**Exercise directions**: A faithful, complete copy of the entries is the sole expected answer.

(Collected data)

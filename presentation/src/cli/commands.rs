//! CLI command definitions

use clap::{Parser, ValueEnum};
use std::path::PathBuf;

/// Output format for case reports
#[derive(Debug, Clone, Copy, ValueEnum)]
pub enum OutputFormat {
    /// Full formatted output with every specialist opinion
    Full,
    /// Only the final decision
    Decision,
    /// JSON output
    Json,
}

/// CLI arguments for consilium
#[derive(Parser, Debug)]
#[command(name = "consilium")]
#[command(author, version, about = "Specialist panel - concurrent expert opinions, one decision")]
#[command(long_about = r#"
Consilium submits a case to a fixed panel of specialist workers and returns
one synthesized decision.

The run has two kinds of steps:
1. Evaluation: every independent specialist assesses the case concurrently
2. Decision: once all opinions are in, the decision maker synthesizes them

Configuration files are loaded from (in priority order):
1. --config <path>     Explicit config file
2. ./consilium.toml    Project-level config
3. ~/.config/consilium/config.toml   Global config

The OpenRouter credential is read from OPENROUTER_API_KEY.

Example:
  consilium "34yo female, acute abdominal pain, BP 90/60"
  consilium --output full --timeout 120 "fever of unknown origin, 3 weeks"
"#)]
pub struct Cli {
    /// The case description to submit to the panel
    pub case: Option<String>,

    /// Model to use for generation (overrides config)
    #[arg(short, long, value_name = "MODEL")]
    pub model: Option<String>,

    /// Per-task deadline in seconds (0 disables the deadline)
    #[arg(long, value_name = "SECS")]
    pub timeout: Option<u64>,

    /// Output format
    #[arg(short, long, value_enum, default_value = "decision")]
    pub output: OutputFormat,

    /// Verbosity level (-v = info, -vv = debug, -vvv = trace)
    #[arg(short, long, action = clap::ArgAction::Count)]
    pub verbose: u8,

    /// Suppress progress indicators
    #[arg(short, long)]
    pub quiet: bool,

    /// Path to configuration file
    #[arg(long, value_name = "PATH")]
    pub config: Option<PathBuf>,

    /// Disable loading of configuration files
    #[arg(long)]
    pub no_config: bool,

    /// Show configuration file locations and exit
    #[arg(long)]
    pub show_config: bool,
}
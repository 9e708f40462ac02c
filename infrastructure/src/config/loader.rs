//! Configuration file loader with multi-source merging

use super::file_config::FileConfig;
use figment::{
    providers::{Env, Format, Serialized, Toml},
    Figment,
};
use std::path::PathBuf;

/// Configuration loader that handles file discovery and merging
pub struct ConfigLoader;

impl ConfigLoader {
    /// Load configuration from all sources with proper priority
    ///
    /// Priority (highest to lowest):
    /// 1. Explicit config path (if provided)
    /// 2. Environment: `OPENROUTER_API_KEY`, `CONSILIUM_*` overrides
    /// 3. Project root: `./consilium.toml` or `./.consilium.toml`
    /// 4. XDG config: `$XDG_CONFIG_HOME/consilium/config.toml`
    /// 5. Fallback: `~/.config/consilium/config.toml`
    /// 6. Default values
    pub fn load(config_path: Option<&PathBuf>) -> Result<FileConfig, Box<figment::Error>> {
        let mut figment = Figment::new().merge(Serialized::defaults(FileConfig::default()));

        // Add global config (XDG or fallback)
        if let Some(global_path) = Self::global_config_path() {
            if global_path.exists() {
                figment = figment.merge(Toml::file(&global_path));
            }
        }

        // Add project-level config files (check both names)
        for filename in &["consilium.toml", ".consilium.toml"] {
            let path = PathBuf::from(filename);
            if path.exists() {
                figment = figment.merge(Toml::file(&path));
                break;
            }
        }

        // Environment overrides: CONSILIUM_GENERATOR__MODEL etc., plus the
        // conventional OPENROUTER_API_KEY for the generator credential.
        figment = figment
            .merge(Env::prefixed("CONSILIUM_").split("__"))
            .merge(
                Env::raw()
                    .only(&["OPENROUTER_API_KEY"])
                    .map(|_| "generator.api_key".into())
                    .split("."),
            );

        // Add explicit config path (highest priority for files)
        if let Some(path) = config_path {
            figment = figment.merge(Toml::file(path));
        }

        figment.extract().map_err(Box::new)
    }

    /// Load only default configuration (for --no-config)
    pub fn load_defaults() -> FileConfig {
        FileConfig::default()
    }

    /// Get the global config file path
    ///
    /// Returns XDG_CONFIG_HOME/consilium/config.toml if set,
    /// otherwise falls back to ~/.config/consilium/config.toml
    pub fn global_config_path() -> Option<PathBuf> {
        dirs::config_dir().map(|d| d.join("consilium").join("config.toml"))
    }

    /// Get the project-level config file path (if it exists)
    pub fn project_config_path() -> Option<PathBuf> {
        for filename in &["consilium.toml", ".consilium.toml"] {
            let path = PathBuf::from(filename);
            if path.exists() {
                return Some(path);
            }
        }
        None
    }

    /// Print the config file locations being used (for debugging)
    pub fn print_config_sources() {
        println!("Configuration sources (in priority order):");

        if let Some(path) = Self::project_config_path() {
            println!("  [FOUND] Project: {}", path.display());
        } else {
            println!("  [     ] Project: ./consilium.toml or ./.consilium.toml");
        }

        if let Some(path) = Self::global_config_path() {
            if path.exists() {
                println!("  [FOUND] Global:  {}", path.display());
            } else {
                println!("  [     ] Global:  {}", path.display());
            }
        }

        println!("  [     ] Default: built-in defaults");
    }
}
//! Generation provider adapters

pub mod openrouter;

pub use openrouter::OpenRouterGenerator;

**Response to the exercise**:
filename presentation/src/cli/commands.rs
//! CLI command definitions

use clap::{Parser, ValueEnum};
use std::path::PathBuf;

/// Output format for case reports
#[derive(Debug, Clone, Copy, ValueEnum)]
pub enum OutputFormat {
    /// Full formatted output with every specialist opinion
    Full,
    /// Only the final decision
    Decision,
    /// JSON output
    Json,
}

/// CLI arguments for consilium
#[derive(Parser, Debug)]
#[command(name = "consilium")]
#[command(author, version, about = "Specialist panel - concurrent expert opinions, one decision")]
#[command(long_about = r#"
Consilium submits a case to a fixed panel of specialist workers and returns
one synthesized decision.

The run has two kinds of steps:
1. Evaluation: every independent specialist assesses the case concurrently
2. Decision: once all opinions are in, the decision maker synthesizes them

Configuration files are loaded from (in priority order):
1. --config <path>     Explicit config file
2. ./consilium.toml    Project-level config
3. ~/.config/consilium/config.toml   Global config

The OpenRouter credential is read from OPENROUTER_API_KEY.

Example:
  consilium "34yo female, acute abdominal pain, BP 90/60"
  consilium --output full --timeout 120 "fever of unknown origin, 3 weeks"
"#)]
pub struct Cli {
    /// The case description to submit to the panel
    pub case: Option<String>,

    /// Model to use for generation (overrides config)
    #[arg(short, long, value_name = "MODEL")]
    pub model: Option<String>,

    /// Per-task deadline in seconds (0 disables the deadline)
    #[arg(long, value_name = "SECS")]
    pub timeout: Option<u64>,

    /// Output format
    #[arg(short, long, value_enum, default_value = "decision")]
    pub output: OutputFormat,

    /// Verbosity level (-v = info, -vv = debug, -vvv = trace)
    #[arg(short, long, action = clap::ArgAction::Count)]
    pub verbose: u8,

    /// Suppress progress indicators
    #[arg(short, long)]
    pub quiet: bool,

    /// Path to configuration file
    #[arg(long, value_name = "PATH")]
    pub config: Option<PathBuf>,

    /// Disable loading of configuration files
    #[arg(long)]
    pub no_config: bool,

    /// Show configuration file locations and exit
    #[arg(long)]
    pub show_config: bool,
}
repository 9e708f40462ac02c
filename infrastructure/src/config/loader.rs
//! Configuration file loader with multi-source merging

use super::file_config::FileConfig;
use figment::{
    providers::{Env, Format, Serialized, Toml},
    Figment,
};
use std::path::PathBuf;

/// Configuration loader that handles file discovery and merging
pub struct ConfigLoader;

impl ConfigLoader {
    /// Load configuration from all sources with proper priority
    ///
    /// Priority (highest to lowest):
    /// 1. Explicit config path (if provided)
    /// 2. Environment: `OPENROUTER_API_KEY`, `CONSILIUM_*` overrides
    /// 3. Project root: `./consilium.toml` or `./.consilium.toml`
    /// 4. XDG config: `$XDG_CONFIG_HOME/consilium/config.toml`
    /// 5. Fallback: `~/.config/consilium/config.toml`
    /// 6. Default values
    pub fn load(config_path: Option<&PathBuf>) -> Result<FileConfig, Box<figment::Error>> {
        let mut figment = Figment::new().merge(Serialized::defaults(FileConfig::default()));

        // Add global config (XDG or fallback)
        if let Some(global_path) = Self::global_config_path() {
            if global_path.exists() {
                figment = figment.merge(Toml::file(&global_path));
            }
        }

        // Add project-level config files (check both names)
        for filename in &["consilium.toml", ".consilium.toml"] {
            let path = PathBuf::from(filename);
            if path.exists() {
                figment = figment.merge(Toml::file(&path));
                break;
            }
        }

        // Environment overrides: CONSILIUM_GENERATOR__MODEL etc., plus the
        // conventional OPENROUTER_API_KEY for the generator credential.
        figment = figment
            .merge(Env::prefixed("CONSILIUM_").split("__"))
            .merge(
                Env::raw()
                    .only(&["OPENROUTER_API_KEY"])
                    .map(|_| "generator.api_key".into())
                    .split("."),
            );

        // Add explicit config path (highest priority for files)
        if let Some(path) = config_path {
            figment = figment.merge(Toml::file(path));
        }

        figment.extract().map_err(Box::new)
    }

    /// Load only default configuration (for --no-config)
    pub fn load_defaults() -> FileConfig {
        FileConfig::default()
    }

    /// Get the global config file path
    ///
    /// Returns XDG_CONFIG_HOME/consilium/config.toml if set,
    /// otherwise falls back to ~/.config/consilium/config.toml
    pub fn global_config_path() -> Option<PathBuf> {
        dirs::config_dir().map(|d| d.join("consilium").join("config.toml"))
    }

    /// Get the project-level config file path (if it exists)
    pub fn project_config_path() -> Option<PathBuf> {
        for filename in &["consilium.toml", ".consilium.toml"] {
            let path = PathBuf::from(filename);
            if path.exists() {
                return Some(path);
            }
        }
        None
    }

    /// Print the config file locations being used (for debugging)
    pub fn print_config_sources() {
        println!("Configuration sources (in priority order):");

        if let Some(path) = Self::project_config_path() {
            println!("  [FOUND] Project: {}", path.display());
        } else {
            println!("  [     ] Project: ./consilium.toml or ./.consilium.toml");
        }

        if let Some(path) = Self::global_config_path() {
            if path.exists() {
                println!("  [FOUND] Global:  {}", path.display());
            } else {
                println!("  [     ] Global:  {}", path.display());
            }
        }

        println!("  [     ] Default: built-in defaults");
    }
}
//! Generation provider adapters

pub mod openrouter;

pub use openrouter::OpenRouterGenerator;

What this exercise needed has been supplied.